Ryad a présenté aux États-Unis de nombreuses demandes concernant des améliorations majeures de leurs relations bilatérales, notamment en matière de garanties de défense, comme condition préalable à la conclusion d’un accord. La politique du gouvernement de Netanyahu, qui s’est déjà attiré plusieurs condamnations cinglantes de la part du royaume du Golfe pour sa politique à l’égard des Palestiniens, a rendu la normalisation moins acceptable tant au palais que dans la rue, mais certains observateurs affirment que Mohammed ben Salman, le dirigeant de facto du pays, est toujours ouvert à un accord d’ici la fin de l’année.

« C’est irréfutablement un dirigeant courageux et créatif, et il pourrait y parvenir, mais je ne pense pas que cela fasse partie de la liste des choses que les Saoudiens doivent faire ou veulent faire l’année prochaine », a expliqué Greenblatt.

Il y a également eu des signes de discorde modérée dans les liens entre Israël et les États du Golfe qui ont reconnu Israël. Il n’y a pas eu de visites de haut niveau dans les deux sens, et les deux pays du Golfe – les Émirats arabes unis en particulier – ont ouvertement et à plusieurs reprises condamné les dirigeants et les politiques israéliens sous le nouveau gouvernement.

Le Premier ministre Benjamin Netanyahu applaudit alors que le ministre des Affaires étrangères Eli Cohen et l’ambassadeur des Émirats arabes unis en Israël Mohamed al-Khaja échangent des copies signées de l’accord douanier entre les deux pays, le 26 mars 2023. (Crédit : Amos Ben Gershom/GPO)

Les ambassadeurs des alliés israéliens du Golfe ont évité un dîner d’iftar organisé par le ministère des Affaires étrangères en avril pour envoyer un message à Jérusalem.

Les données révèlent également une tendance inquiétante et indéniable : au fil du temps, les Accords d’Abraham deviennent de moins en moins populaires dans les rues des nouveaux pays alliés d’Israël.

À LIRE : Deux ans après les Accords d’Abraham, les succès sont teintés d’inquiétudes

« Je pense que les Émirats arabes unis ont une approche beaucoup plus prudente des affaires », a expliqué Greenblatt. « Les Israéliens ont une attitude différente, disons excitée, et ils pensent que tout est rapide et facile. »

« Je pense que les Israéliens ont compris qu’il faut plus de temps, de relations et de confiance avant que ces choses ne se réalisent, même si les affaires ne cessent de croître », a-t-il poursuivi. « Les Émiratis ont tout simplement une culture différente dans leur façon d’aborder ces choses. »

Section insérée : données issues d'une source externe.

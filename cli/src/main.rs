use std::borrow::Cow;
use std::path::PathBuf;

use anyhow::Context as AnyhowContext;
use clap::{Parser, Subcommand};
use flexi_logger::{FileSpec, LevelFilter, LogSpecification, Logger, LoggerHandle, WriteMode};

mod devices;
use devices::Devices;

mod entries;
use entries::Entries;

mod time;
use time::Time;

const VERSION_STRING: &'static str = env!("CARGO_PKG_VERSION");

#[derive(Parser)]
#[command(name = "dropcheck")]
#[command(version(VERSION_STRING))]
struct Cli {
    /// Send log output to the given file instead of stderr
    #[arg(short = 'f', long)]
    log_file: Option<PathBuf>,

    /// Log spec for flexi_logger
    #[arg(short = 's', long)]
    log_spec: Option<String>,

    /// Set the log level, 0 = warn, 1 = info, etc
    #[arg(short = 'l', long, default_value_t = 0)]
    log_level: u8,

    #[command(subcommand)]
    command: Commands,
}

#[derive(Subcommand)]
enum Commands {
    /// Display the version and exit
    #[command()]
    Version,

    /// Query the device's dropbox service for crash entries
    #[command()]
    Entries(Entries),

    /// List connected adb devices
    #[command()]
    Devices(Devices),

    /// Print the device's current wall clock in epoch milliseconds.
    ///
    /// Time windows for `entries` are evaluated against the device clock,
    /// not the host clock, so this is the reference point to record before
    /// starting a test.
    #[command()]
    Time(Time),
}

impl Cli {
    fn configure_loggers(&self) -> anyhow::Result<LoggerHandle> {
        let log_spec = match &self.log_spec {
            Some(s) => {
                LogSpecification::parse(s).with_context(|| format!("parsing log spec {}", s))?
            }
            None => {
                if self.log_level > 0 {
                    let lvl = if self.log_level == 1 {
                        LevelFilter::Info
                    } else if self.log_level == 2 {
                        LevelFilter::Debug
                    } else {
                        LevelFilter::Trace
                    };
                    LogSpecification::builder().module("dropcheck", lvl).build()
                } else {
                    LogSpecification::env().with_context(|| "getting log spec from env")?
                }
            }
        };

        let mut logger = Logger::with(log_spec);

        if let Some(v) = &self.log_file {
            let path = if v.is_absolute() {
                Cow::Borrowed(v)
            } else {
                Cow::Owned(std::env::current_dir()?.join(v))
            };
            logger = logger
                .log_to_file(
                    FileSpec::try_from(path.as_ref()).with_context(|| "creating filespec")?,
                )
                .append()
                .write_mode(WriteMode::BufferAndFlush);
        }

        Ok(logger.start().with_context(|| "starting logger")?)
    }
}

fn main() -> anyhow::Result<()> {
    let cli = Cli::parse();

    if let Commands::Version = &cli.command {
        println!("{}", VERSION_STRING);
        return Ok(());
    }

    let log_handle = cli.configure_loggers()?;

    let res = match cli.command {
        Commands::Entries(c) => c.run(),
        Commands::Devices(c) => c.run(),
        Commands::Time(c) => c.run(),

        Commands::Version => panic!("unreachable"),
    };

    log_handle.flush();
    res
}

Malgré l’absence notable d’initiatives très médiatisées dans le cadre des Accords d’Abraham, Greenblatt reste optimiste quant aux tendances générales. « Il y a une différence entre la diplomatie publique, les séances de photos, des choses comme le Forum du Néguev, qui sont très agréables, intéressantes et utiles, et les choses qui se passent sur le terrain au quotidien en termes de tourisme, d’opportunités commerciales, d’amitié et de culture, qui vont de l’avant. »

Distribuer de l’argent

Greenblatt a affirmé que Biden avait fait certaines choses bien dans son approche des Palestiniens.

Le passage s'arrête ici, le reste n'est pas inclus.